Wir haben als Koalitionsfraktionen im BEK noch einmal sehr klar festgeschrieben, dass eine soziale Verantwortung auch bei energetischen Sanierungen vorhanden sein muss. Vorhin haben wir über die Umlagen auf Mieterinnen und Mieter gesprochen, die hier möglich sind. Wir wollen das sehr verantwortlich sehen. Es ist eben auch so, dass Leute über energetische Sanierungen die Mieterinnen und Mieter aus ihren Häusern treiben. Das wollen wir gerade nicht.

Dann haben wir ganz klar gesagt: Im Verkehrssektor müssen wir uns alle miteinander ehrlich machen. Welchen Anteil hat der Straßenverkehr? Welchen Anteil hat der Flugverkehr? Dazu haben wir die neuesten Zahlen aufgenommen. Wir müssen auch – das ist ein Auftrag an den Senat – dafür sorgen, dass die Start- und Landgebühren an den Berliner Flughäfen – dort, wo die Flughafengesellschaft in Berlin und Brandenburg aktiv ist – nicht nur lärmbezogen sind, sondern auch emissions- bzw. schadstoffbezogen. Das ist bisher nicht ausreichend der Fall. Diese neue Politik wird Rot-Rot-Grün durchsetzen.

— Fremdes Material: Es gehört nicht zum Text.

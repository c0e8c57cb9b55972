use std::path::{Path, PathBuf};
use std::sync::{
    atomic::{AtomicBool, AtomicU64, Ordering},
    Arc, Mutex, OnceLock,
};
use std::thread;
use std::time::{Duration, Instant};

use anyhow::{anyhow, Result};
use crossbeam_channel::bounded;
use tracing::{debug, info, warn};
use uuid::Uuid;

use crate::cancel::CancelToken;
use crate::discover::{discover_root, DiscoveryOptions};
use crate::error::ScanError;
use crate::model::{
    now_rfc3339, AuditEvent, AuditPhase, BackupReport, BackupSetDescriptor, RunReport, ScanReport,
};
use crate::report::{assemble_run, failed_root_report, unfinished_report};
use crate::validate::{validate_backup_set, ValidationOptions};

#[derive(Debug, Clone)]
pub struct AuditOptions {
    pub roots: Vec<PathBuf>,
    pub workers: usize,
    pub timeout: Option<Duration>,
    pub discovery: DiscoveryOptions,
    pub validation: ValidationOptions,
    pub run_id: Option<String>,
    pub emit_progress_events: bool,
    pub cancel_flag: Option<Arc<AtomicBool>>,
}

impl Default for AuditOptions {
    fn default() -> Self {
        Self {
            roots: Vec::new(),
            workers: 4,
            timeout: Some(Duration::from_secs(30 * 60)),
            discovery: DiscoveryOptions::default(),
            validation: ValidationOptions::default(),
            run_id: None,
            emit_progress_events: false,
            cancel_flag: None,
        }
    }
}

/// Lifecycle of one pool run over a root's sets.
#[derive(Debug, Clone, Copy, PartialEq, Eq)]
pub enum SchedulerState {
    Idle,
    Dispatching,
    Draining,
    Done,
}

/// Hooks invoked by the worker pool. Called from worker threads.
pub trait SchedulerObserver: Sync {
    fn state_changed(&self, _state: SchedulerState) {}

    fn set_validated(&self, _index: usize, _report: &BackupReport) {}
}

impl SchedulerObserver for () {}

/// Validates every set with a bounded pool of workers.
///
/// The result has one slot per input set, in input order. Slots for sets that
/// were never dispatched, or whose worker saw the cancellation first, hold
/// `BackupReport::default()`.
pub fn validate_sets(
    sets: &[BackupSetDescriptor],
    workers: usize,
    options: &ValidationOptions,
    cancel: &CancelToken,
) -> Vec<BackupReport> {
    validate_sets_observed(sets, workers, options, cancel, &())
}

pub fn validate_sets_observed(
    sets: &[BackupSetDescriptor],
    workers: usize,
    options: &ValidationOptions,
    cancel: &CancelToken,
    observer: &dyn SchedulerObserver,
) -> Vec<BackupReport> {
    observer.state_changed(SchedulerState::Idle);
    if sets.is_empty() {
        observer.state_changed(SchedulerState::Done);
        return Vec::new();
    }

    let workers = workers.max(1).min(sets.len());
    let slots: Vec<OnceLock<BackupReport>> = (0..sets.len()).map(|_| OnceLock::new()).collect();
    let (sender, receiver) = bounded::<usize>(sets.len());

    debug!("dispatching {} set(s) to {} worker(s)", sets.len(), workers);
    observer.state_changed(SchedulerState::Dispatching);

    thread::scope(|scope| {
        let slots = &slots;

        scope.spawn(move || {
            for index in 0..sets.len() {
                if cancel.is_cancelled() {
                    warn!(
                        "scan cancelled; {} set(s) left undispatched",
                        sets.len() - index
                    );
                    break;
                }
                if sender.send(index).is_err() {
                    break;
                }
            }
            drop(sender);
            observer.state_changed(SchedulerState::Draining);
        });

        for _ in 0..workers {
            let receiver = receiver.clone();
            scope.spawn(move || {
                while let Ok(index) = receiver.recv() {
                    if cancel.is_cancelled() {
                        break;
                    }
                    let report = validate_backup_set(&sets[index], options, cancel);
                    observer.set_validated(index, &report);
                    // Indices are unique per run, so each slot is set at most once.
                    let _ = slots[index].set(report);
                }
            });
        }
    });

    observer.state_changed(SchedulerState::Done);
    slots
        .into_iter()
        .map(|slot| slot.into_inner().unwrap_or_default())
        .collect()
}

pub struct AuditRunOutput {
    pub report: RunReport,
    pub events: Vec<AuditEvent>,
}

pub fn run_audit(options: &AuditOptions) -> Result<RunReport> {
    run_audit_with_callback(options, |_| {})
}

pub fn run_audit_with_events(options: &AuditOptions) -> Result<AuditRunOutput> {
    let events = Mutex::new(Vec::new());
    let report = run_audit_with_callback(options, |event| {
        if let Ok(mut events) = events.lock() {
            events.push(event);
        }
    })?;
    let events = events
        .into_inner()
        .map_err(|_| anyhow!("audit event buffer lock poisoned"))?;
    Ok(AuditRunOutput { report, events })
}

/// Scans every configured root in order. A root that cannot be read becomes
/// a failed scan entry rather than aborting the run.
pub fn run_audit_with_callback<F>(options: &AuditOptions, on_event: F) -> Result<RunReport>
where
    F: Fn(AuditEvent) + Sync,
{
    validate_audit_options(options)?;
    let run_id = options
        .run_id
        .clone()
        .unwrap_or_else(|| Uuid::new_v4().to_string());
    let cancel = CancelToken::new(options.timeout, options.cancel_flag.clone());
    let sink = EventSink::new(run_id.clone(), options.emit_progress_events, &on_event);

    info!(
        "starting audit {} over {} root(s) with {} worker(s)",
        run_id,
        options.roots.len(),
        options.workers.max(1)
    );

    let mut results = Vec::with_capacity(options.roots.len());
    for root in &options.roots {
        match scan_root_with_sink(root, options, &cancel, &sink) {
            Ok(report) => results.push(report),
            Err(err) => {
                warn!("scan failed for {}: {}", root.display(), err);
                sink.emit(AuditPhase::RootFailed, Some(root), None, 0, 0);
                results.push(failed_root_report(root, &err));
            }
        }
    }

    let report = assemble_run(run_id, results);
    sink.emit(
        AuditPhase::Done,
        None,
        None,
        report.summary.total_backups,
        report.summary.total_backups,
    );
    info!(
        "audit finished: {}/{} backups valid, {} failed scan(s)",
        report.summary.valid_backups, report.summary.total_backups, report.summary.failed_scans
    );
    Ok(report)
}

/// Discovers and validates the backup sets under one root.
pub fn scan_root(
    root: &Path,
    options: &AuditOptions,
    cancel: &CancelToken,
) -> Result<ScanReport, ScanError> {
    let noop = |_: AuditEvent| {};
    let sink = EventSink::new(String::new(), false, &noop);
    scan_root_with_sink(root, options, cancel, &sink)
}

fn scan_root_with_sink(
    root: &Path,
    options: &AuditOptions,
    cancel: &CancelToken,
    sink: &EventSink<'_>,
) -> Result<ScanReport, ScanError> {
    let started = Instant::now();
    info!("scanning backup root {}", root.display());
    sink.emit(AuditPhase::Discovering, Some(root), None, 0, 0);

    let discovery = discover_root(root, &options.discovery)?;
    let observer = RootObserver {
        sink,
        root,
        sets: &discovery.sets,
        completed: AtomicU64::new(0),
    };
    let slots = validate_sets_observed(
        &discovery.sets,
        options.workers,
        &options.validation,
        cancel,
        &observer,
    );

    let mut unfinished = 0_usize;
    let mut reports = discovery.root_reports;
    for (set, report) in discovery.sets.iter().zip(slots) {
        if report.is_unfinished() {
            unfinished += 1;
            reports.push(unfinished_report(set));
        } else {
            reports.push(report);
        }
    }
    if unfinished > 0 {
        warn!(
            "{} of {} set(s) under {} were not validated before cancellation",
            unfinished,
            discovery.sets.len(),
            root.display()
        );
    }

    let completed = observer.completed.load(Ordering::Relaxed);
    sink.emit(
        AuditPhase::RootFinished,
        Some(root),
        None,
        completed,
        discovery.sets.len() as u64,
    );

    Ok(ScanReport {
        root: root.to_path_buf(),
        reports,
        elapsed_ms: started.elapsed().as_millis().try_into().unwrap_or(u64::MAX),
        scan_error: None,
    })
}

fn validate_audit_options(options: &AuditOptions) -> Result<()> {
    if options.roots.is_empty() {
        return Err(anyhow!("no backup roots were provided"));
    }
    if options.validation.content.sample_bytes == 0 {
        return Err(anyhow!("sample_bytes must be greater than zero"));
    }
    Ok(())
}

pub(crate) struct EventSink<'a> {
    run_id: String,
    enabled: bool,
    seq: Mutex<u64>,
    on_event: &'a (dyn Fn(AuditEvent) + Sync),
}

impl<'a> EventSink<'a> {
    pub(crate) fn new(
        run_id: String,
        enabled: bool,
        on_event: &'a (dyn Fn(AuditEvent) + Sync),
    ) -> Self {
        Self {
            run_id,
            enabled,
            seq: Mutex::new(0),
            on_event,
        }
    }

    pub(crate) fn emit(
        &self,
        phase: AuditPhase,
        root: Option<&Path>,
        set_path: Option<&Path>,
        completed_sets: u64,
        total_sets: u64,
    ) {
        if !self.enabled {
            return;
        }
        // Held across the callback so consumers observe events in seq order.
        let Ok(mut seq) = self.seq.lock() else {
            return;
        };
        *seq += 1;
        (self.on_event)(AuditEvent {
            seq: *seq,
            run_id: self.run_id.clone(),
            phase,
            root: root.map(|path| path.to_string_lossy().to_string()),
            set_path: set_path.map(|path| path.to_string_lossy().to_string()),
            completed_sets,
            total_sets,
            timestamp: now_rfc3339(),
        });
    }
}

struct RootObserver<'a> {
    sink: &'a EventSink<'a>,
    root: &'a Path,
    sets: &'a [BackupSetDescriptor],
    completed: AtomicU64,
}

impl SchedulerObserver for RootObserver<'_> {
    fn state_changed(&self, state: SchedulerState) {
        debug!("scheduler for {} entered {:?}", self.root.display(), state);
        let phase = match state {
            SchedulerState::Dispatching => AuditPhase::Dispatching,
            SchedulerState::Draining => AuditPhase::Draining,
            SchedulerState::Idle | SchedulerState::Done => return,
        };
        self.sink.emit(
            phase,
            Some(self.root),
            None,
            self.completed.load(Ordering::Relaxed),
            self.sets.len() as u64,
        );
    }

    fn set_validated(&self, index: usize, report: &BackupReport) {
        let completed = self.completed.fetch_add(1, Ordering::Relaxed) + 1;
        debug!(
            "validated {} (valid={}, issues={})",
            report.set_path.display(),
            report.valid,
            report.issues.len()
        );
        self.sink.emit(
            AuditPhase::SetValidated,
            Some(self.root),
            Some(&self.sets[index].path),
            completed,
            self.sets.len() as u64,
        );
    }
}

Das Land Berlin hat sich ganz klar zum Dieselskandal geäußert. Das sollte eigentlich auch jeden hier interessieren. Wir sagen klar: Schluss mit falschen Subventionen, was Diesel angeht. Für den Dreck, den die Diesel verursachen, sind die Autohersteller zuständig und nicht die Kundinnen und Kunden.